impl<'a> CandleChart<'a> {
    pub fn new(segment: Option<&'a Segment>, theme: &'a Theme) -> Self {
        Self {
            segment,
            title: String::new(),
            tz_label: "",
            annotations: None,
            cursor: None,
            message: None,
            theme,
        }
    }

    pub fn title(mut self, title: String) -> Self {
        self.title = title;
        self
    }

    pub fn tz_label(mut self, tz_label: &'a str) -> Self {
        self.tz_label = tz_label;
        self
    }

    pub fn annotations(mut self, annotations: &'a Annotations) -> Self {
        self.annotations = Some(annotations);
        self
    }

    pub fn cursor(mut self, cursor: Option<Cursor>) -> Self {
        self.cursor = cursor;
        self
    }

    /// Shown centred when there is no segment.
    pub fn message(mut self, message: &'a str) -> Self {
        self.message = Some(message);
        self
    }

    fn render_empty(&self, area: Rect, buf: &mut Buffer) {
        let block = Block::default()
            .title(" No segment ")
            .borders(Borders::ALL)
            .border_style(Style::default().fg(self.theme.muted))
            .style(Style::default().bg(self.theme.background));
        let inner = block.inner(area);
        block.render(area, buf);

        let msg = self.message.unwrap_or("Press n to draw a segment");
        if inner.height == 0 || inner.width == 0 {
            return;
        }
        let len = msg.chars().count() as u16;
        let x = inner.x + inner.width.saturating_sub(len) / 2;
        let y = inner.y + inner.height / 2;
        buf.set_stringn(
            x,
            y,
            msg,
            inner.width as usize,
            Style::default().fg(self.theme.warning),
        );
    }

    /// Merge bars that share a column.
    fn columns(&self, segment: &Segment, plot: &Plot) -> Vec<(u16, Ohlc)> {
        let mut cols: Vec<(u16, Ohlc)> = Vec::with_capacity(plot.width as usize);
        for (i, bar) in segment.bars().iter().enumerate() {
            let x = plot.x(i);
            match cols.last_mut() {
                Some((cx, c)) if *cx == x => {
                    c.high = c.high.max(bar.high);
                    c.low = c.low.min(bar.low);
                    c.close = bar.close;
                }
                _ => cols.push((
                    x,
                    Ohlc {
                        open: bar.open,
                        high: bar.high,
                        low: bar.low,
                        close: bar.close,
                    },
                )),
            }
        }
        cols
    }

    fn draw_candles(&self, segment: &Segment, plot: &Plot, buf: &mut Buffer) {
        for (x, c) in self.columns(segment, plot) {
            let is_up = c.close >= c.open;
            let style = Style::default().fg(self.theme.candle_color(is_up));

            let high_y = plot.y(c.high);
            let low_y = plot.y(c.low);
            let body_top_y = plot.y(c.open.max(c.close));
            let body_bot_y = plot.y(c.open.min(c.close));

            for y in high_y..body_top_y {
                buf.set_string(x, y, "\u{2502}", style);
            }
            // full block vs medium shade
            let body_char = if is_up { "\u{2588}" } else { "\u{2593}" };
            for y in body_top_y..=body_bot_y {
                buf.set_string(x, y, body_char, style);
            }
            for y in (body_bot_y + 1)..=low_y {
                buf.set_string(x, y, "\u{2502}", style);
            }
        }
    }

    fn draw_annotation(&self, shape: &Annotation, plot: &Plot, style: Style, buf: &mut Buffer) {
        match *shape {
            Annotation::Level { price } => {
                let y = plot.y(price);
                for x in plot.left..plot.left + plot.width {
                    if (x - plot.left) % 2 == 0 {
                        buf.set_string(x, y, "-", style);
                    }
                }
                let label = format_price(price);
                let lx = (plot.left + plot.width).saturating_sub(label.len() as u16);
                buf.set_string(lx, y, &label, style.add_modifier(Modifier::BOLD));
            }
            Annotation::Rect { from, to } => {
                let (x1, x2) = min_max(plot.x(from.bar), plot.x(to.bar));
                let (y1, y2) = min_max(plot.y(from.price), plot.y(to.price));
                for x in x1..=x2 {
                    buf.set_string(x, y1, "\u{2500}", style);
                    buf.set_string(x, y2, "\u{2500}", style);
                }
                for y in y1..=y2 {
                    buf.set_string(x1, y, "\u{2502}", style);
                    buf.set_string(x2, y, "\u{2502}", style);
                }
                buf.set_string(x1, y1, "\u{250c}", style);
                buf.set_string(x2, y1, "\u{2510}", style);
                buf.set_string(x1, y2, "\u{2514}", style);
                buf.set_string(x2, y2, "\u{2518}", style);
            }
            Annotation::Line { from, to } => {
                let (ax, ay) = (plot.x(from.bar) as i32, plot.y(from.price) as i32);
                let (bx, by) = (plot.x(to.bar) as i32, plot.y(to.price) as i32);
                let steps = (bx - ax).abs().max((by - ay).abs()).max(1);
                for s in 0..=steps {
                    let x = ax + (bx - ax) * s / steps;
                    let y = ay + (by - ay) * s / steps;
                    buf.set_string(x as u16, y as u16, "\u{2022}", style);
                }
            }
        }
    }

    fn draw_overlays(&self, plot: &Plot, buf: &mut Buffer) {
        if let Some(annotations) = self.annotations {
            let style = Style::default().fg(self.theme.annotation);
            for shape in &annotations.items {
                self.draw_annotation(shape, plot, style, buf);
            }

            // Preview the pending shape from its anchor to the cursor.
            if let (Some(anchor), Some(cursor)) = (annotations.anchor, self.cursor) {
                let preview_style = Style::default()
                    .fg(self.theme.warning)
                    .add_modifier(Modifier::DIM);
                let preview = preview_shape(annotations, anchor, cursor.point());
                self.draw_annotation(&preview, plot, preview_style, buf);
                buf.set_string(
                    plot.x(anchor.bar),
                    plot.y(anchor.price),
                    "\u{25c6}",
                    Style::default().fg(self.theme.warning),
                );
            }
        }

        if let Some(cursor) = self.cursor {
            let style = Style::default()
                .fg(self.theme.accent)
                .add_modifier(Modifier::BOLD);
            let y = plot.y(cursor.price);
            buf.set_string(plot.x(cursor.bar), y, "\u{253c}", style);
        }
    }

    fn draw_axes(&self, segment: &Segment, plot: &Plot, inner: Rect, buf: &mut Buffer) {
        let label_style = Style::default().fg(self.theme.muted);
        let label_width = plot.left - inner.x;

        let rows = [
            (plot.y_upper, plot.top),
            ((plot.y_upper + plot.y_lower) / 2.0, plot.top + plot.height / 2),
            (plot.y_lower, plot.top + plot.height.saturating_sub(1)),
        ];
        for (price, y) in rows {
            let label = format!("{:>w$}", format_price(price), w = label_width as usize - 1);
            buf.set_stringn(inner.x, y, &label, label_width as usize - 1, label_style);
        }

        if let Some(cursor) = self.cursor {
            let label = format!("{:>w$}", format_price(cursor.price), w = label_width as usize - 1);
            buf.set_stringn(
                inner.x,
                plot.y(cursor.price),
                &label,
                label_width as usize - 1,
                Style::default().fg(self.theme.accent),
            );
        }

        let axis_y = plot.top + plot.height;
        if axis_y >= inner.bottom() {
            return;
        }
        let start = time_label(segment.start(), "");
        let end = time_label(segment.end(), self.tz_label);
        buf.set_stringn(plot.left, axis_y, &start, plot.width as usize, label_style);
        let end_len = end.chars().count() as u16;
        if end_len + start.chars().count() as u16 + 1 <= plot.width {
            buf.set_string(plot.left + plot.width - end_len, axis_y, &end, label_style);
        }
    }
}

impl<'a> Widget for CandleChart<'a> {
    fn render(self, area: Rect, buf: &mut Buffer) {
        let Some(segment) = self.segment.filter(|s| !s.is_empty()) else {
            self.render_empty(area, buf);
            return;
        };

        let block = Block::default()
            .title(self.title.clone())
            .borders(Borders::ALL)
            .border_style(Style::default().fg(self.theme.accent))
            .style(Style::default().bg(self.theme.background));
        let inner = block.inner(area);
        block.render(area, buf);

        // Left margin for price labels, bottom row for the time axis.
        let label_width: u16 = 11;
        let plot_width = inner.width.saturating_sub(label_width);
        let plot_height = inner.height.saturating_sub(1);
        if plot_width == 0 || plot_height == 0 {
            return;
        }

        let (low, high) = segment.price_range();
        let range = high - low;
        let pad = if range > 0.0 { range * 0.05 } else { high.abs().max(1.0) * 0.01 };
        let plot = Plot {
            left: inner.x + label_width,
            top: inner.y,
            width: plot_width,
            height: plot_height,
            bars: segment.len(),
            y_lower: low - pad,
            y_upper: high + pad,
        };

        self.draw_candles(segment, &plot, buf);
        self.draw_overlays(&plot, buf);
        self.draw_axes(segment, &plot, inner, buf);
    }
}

-- -- --

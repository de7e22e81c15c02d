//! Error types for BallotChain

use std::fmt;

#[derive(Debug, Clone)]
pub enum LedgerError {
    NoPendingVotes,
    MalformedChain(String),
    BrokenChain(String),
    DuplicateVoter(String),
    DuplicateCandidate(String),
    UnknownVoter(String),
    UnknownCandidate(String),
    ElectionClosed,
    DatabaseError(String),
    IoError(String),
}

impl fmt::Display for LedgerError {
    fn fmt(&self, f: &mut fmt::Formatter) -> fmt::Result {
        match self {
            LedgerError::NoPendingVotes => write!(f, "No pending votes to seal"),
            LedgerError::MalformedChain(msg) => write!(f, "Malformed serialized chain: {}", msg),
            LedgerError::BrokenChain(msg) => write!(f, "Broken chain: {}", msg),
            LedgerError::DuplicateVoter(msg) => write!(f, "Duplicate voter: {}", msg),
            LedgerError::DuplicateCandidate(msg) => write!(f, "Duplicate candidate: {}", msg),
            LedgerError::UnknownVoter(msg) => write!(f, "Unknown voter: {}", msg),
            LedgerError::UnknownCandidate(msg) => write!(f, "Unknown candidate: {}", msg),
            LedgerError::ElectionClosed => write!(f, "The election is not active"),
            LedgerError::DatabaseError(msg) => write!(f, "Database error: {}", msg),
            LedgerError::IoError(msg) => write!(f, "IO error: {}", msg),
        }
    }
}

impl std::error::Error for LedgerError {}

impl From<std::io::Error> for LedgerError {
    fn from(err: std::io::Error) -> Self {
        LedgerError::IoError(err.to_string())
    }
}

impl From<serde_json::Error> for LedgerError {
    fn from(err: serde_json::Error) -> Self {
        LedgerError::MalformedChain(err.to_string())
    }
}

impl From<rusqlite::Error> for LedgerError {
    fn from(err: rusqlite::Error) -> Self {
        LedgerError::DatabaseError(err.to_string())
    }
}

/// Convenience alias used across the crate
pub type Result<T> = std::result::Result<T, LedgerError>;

-- -- --

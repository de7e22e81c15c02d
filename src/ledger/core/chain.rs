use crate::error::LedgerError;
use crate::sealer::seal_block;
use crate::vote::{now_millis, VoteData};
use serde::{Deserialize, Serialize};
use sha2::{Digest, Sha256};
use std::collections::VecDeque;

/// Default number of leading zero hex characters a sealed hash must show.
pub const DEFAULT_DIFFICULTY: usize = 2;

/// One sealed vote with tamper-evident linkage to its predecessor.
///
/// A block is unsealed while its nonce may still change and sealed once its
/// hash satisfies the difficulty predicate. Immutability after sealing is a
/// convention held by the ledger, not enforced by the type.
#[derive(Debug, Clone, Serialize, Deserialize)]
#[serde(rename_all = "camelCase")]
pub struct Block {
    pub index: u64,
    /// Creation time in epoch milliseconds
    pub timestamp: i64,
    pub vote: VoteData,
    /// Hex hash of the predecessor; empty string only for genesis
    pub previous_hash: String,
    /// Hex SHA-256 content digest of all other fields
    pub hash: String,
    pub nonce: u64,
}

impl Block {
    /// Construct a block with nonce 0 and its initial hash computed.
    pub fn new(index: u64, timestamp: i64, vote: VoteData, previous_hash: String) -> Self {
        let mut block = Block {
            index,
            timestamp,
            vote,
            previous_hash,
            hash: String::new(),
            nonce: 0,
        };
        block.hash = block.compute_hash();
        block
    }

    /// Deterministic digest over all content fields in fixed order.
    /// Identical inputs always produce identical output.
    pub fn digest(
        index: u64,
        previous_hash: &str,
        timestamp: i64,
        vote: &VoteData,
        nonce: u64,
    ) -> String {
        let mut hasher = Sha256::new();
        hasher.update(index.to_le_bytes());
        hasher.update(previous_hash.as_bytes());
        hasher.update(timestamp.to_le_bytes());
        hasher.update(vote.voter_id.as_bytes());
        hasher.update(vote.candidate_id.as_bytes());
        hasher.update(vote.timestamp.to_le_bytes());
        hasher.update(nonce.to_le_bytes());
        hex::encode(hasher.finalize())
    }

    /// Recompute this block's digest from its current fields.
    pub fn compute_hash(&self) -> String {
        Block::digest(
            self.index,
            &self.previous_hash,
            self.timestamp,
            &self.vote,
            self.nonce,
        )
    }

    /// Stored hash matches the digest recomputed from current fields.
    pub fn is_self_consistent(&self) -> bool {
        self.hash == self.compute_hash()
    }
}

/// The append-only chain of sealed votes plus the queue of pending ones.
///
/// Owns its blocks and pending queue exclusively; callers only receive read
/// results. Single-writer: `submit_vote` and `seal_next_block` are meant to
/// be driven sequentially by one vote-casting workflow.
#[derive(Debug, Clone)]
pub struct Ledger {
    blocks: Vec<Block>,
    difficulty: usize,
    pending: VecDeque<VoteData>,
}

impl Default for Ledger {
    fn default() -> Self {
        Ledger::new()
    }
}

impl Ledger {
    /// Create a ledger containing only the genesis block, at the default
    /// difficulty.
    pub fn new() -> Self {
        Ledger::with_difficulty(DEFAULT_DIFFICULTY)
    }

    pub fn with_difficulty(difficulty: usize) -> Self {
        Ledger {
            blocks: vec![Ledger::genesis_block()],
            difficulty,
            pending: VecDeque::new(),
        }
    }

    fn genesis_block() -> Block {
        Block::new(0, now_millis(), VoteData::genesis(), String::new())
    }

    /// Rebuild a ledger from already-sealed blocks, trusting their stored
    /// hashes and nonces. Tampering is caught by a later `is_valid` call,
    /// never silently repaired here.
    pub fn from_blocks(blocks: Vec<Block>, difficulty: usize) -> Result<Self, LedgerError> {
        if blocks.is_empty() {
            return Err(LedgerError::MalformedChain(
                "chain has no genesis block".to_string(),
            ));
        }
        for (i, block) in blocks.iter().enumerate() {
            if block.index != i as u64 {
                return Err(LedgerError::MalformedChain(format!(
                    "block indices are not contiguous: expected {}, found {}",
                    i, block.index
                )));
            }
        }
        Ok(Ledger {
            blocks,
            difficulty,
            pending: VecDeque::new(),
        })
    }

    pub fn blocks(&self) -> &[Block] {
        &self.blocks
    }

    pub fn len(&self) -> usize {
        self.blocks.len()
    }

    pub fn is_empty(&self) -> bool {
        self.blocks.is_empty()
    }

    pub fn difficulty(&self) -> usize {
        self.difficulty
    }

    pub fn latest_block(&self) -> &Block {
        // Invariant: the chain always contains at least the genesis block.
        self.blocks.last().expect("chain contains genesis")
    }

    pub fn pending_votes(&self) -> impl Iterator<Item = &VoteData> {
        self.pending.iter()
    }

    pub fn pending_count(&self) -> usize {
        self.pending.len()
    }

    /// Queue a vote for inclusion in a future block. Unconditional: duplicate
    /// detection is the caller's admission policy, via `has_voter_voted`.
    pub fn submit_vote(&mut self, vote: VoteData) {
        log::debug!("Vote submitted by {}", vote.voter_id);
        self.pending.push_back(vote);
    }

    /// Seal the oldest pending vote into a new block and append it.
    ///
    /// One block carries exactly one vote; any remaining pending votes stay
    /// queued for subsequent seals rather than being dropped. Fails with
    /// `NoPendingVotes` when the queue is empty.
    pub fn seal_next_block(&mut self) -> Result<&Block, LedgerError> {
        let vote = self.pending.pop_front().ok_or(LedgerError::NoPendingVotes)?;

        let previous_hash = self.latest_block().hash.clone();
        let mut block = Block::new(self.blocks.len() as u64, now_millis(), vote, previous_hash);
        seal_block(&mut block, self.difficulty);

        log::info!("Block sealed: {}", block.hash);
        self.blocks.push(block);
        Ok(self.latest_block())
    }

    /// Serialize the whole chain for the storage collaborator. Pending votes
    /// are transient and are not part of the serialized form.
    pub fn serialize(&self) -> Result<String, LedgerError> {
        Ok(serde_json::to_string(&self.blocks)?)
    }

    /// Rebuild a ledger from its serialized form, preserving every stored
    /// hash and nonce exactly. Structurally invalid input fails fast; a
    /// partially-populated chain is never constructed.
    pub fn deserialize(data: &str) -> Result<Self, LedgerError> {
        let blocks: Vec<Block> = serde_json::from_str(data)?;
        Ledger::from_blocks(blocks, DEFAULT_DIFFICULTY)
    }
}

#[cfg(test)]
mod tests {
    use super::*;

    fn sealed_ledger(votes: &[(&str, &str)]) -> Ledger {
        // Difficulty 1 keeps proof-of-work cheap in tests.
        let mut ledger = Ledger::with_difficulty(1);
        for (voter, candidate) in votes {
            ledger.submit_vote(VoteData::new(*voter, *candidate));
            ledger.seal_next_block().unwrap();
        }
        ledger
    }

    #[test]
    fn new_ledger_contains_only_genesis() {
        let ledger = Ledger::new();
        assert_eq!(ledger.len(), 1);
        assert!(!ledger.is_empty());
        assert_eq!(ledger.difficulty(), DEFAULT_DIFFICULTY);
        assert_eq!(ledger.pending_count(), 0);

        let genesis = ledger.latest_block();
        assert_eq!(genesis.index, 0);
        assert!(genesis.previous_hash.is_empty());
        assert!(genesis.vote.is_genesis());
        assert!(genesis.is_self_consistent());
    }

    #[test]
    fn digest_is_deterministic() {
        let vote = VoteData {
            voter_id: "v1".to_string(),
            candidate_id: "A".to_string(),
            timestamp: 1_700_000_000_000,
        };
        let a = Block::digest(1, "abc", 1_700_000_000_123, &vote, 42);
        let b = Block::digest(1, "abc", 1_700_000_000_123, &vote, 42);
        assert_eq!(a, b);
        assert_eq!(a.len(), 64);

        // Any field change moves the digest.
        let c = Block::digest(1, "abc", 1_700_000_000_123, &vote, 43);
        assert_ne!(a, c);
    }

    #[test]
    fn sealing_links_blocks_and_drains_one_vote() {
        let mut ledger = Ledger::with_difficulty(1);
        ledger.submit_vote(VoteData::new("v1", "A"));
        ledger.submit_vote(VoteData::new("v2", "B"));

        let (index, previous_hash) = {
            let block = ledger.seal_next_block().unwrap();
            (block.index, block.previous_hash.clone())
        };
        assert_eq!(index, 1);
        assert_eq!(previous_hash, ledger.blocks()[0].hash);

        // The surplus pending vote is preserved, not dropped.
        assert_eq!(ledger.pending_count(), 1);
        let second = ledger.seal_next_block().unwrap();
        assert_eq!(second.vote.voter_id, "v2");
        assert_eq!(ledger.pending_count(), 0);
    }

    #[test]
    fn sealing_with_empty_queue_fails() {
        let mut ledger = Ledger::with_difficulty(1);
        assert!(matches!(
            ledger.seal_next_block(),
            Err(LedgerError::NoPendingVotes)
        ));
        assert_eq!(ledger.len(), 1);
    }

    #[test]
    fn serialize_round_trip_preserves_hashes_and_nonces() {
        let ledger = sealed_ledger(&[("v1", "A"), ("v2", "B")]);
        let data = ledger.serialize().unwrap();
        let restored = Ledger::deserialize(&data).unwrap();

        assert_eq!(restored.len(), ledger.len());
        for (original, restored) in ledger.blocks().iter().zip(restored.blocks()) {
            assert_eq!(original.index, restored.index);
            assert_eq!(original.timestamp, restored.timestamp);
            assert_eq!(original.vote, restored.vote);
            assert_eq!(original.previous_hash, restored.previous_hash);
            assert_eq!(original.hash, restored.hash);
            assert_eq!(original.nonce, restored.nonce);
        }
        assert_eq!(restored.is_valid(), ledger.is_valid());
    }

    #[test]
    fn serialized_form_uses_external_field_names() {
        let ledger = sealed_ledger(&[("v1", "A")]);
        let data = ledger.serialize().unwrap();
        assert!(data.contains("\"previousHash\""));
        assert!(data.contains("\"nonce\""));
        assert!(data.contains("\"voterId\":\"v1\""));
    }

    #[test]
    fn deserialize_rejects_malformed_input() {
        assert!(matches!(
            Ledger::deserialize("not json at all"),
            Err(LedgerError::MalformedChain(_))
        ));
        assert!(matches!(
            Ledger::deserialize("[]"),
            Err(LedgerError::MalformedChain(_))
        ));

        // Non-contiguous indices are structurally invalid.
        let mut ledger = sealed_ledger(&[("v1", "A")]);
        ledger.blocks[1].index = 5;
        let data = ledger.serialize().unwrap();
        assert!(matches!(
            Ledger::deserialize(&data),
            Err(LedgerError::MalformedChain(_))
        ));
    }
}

-- -- --

## WHAT YOU HAVE TO DO
Each line in the data that holds the string "content" needs to be copied.

## TASK RESULT
    /// Hex SHA-256 content digest of all other fields
    /// Deterministic digest over all content fields in fixed order.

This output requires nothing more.